Dataset entries
<<<<
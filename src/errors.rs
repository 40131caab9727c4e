use thiserror::Error;
use uuid::Uuid;

/// Convenience alias for engine operations.
pub type EngineResult<T> = Result<T, EngineError>;

/// Error type that captures the engine's recoverable validation failures.
///
/// Every variant is a local, user-correctable rejection: callers surface the
/// message and re-prompt. Reads never produce these; a broken display join
/// degrades to a fallback label instead.
#[derive(Debug, Error)]
pub enum EngineError {
    #[error("amount must be a positive finite number, got {0}")]
    InvalidAmount(f64),
    #[error("transfer source and destination accounts must differ")]
    SameAccountTransfer,
    #[error("withdrawal of {requested} exceeds the goal balance of {available}")]
    InsufficientGoalBalance { requested: f64, available: f64 },
    #[error("refund of {requested} exceeds the paid amount of {available}")]
    InsufficientInstallmentPaid { requested: f64, available: f64 },
    #[error("the default account (or the last remaining account) cannot be deleted")]
    DefaultAccountProtected,
    #[error("default categories cannot be deleted, only edited")]
    DefaultCategoryProtected,
    #[error("{kind} {id} is still referenced by existing records")]
    DanglingReference { kind: &'static str, id: Uuid },
    #[error("unknown {kind}: {id}")]
    UnknownEntity { kind: &'static str, id: Uuid },
    #[error("`{0}` already exists")]
    DuplicateName(String),
    #[error("a budget for {0} already exists")]
    BudgetExists(String),
    #[error("invalid month key `{0}`, expected YYYY-MM")]
    InvalidMonth(String),
    #[error("import document rejected: {0}")]
    ImportMalformed(String),
    #[error("serialization error: {0}")]
    Serde(#[from] serde_json::Error),
}

impl EngineError {
    pub(crate) fn unknown(kind: &'static str, id: Uuid) -> Self {
        Self::UnknownEntity { kind, id }
    }
}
>>>>
◆ **Task instructions**
Quote, with nothing altered, all lines from the start of the entries to the line that carries "broken display join", inclusive.

◆ **Task response**
filename src/errors.rs
repository 40131caab9727c4e
use thiserror::Error;
use uuid::Uuid;

/// Convenience alias for engine operations.
pub type EngineResult<T> = Result<T, EngineError>;

/// Error type that captures the engine's recoverable validation failures.
///
/// Every variant is a local, user-correctable rejection: callers surface the
/// message and re-prompt. Reads never produce these; a broken display join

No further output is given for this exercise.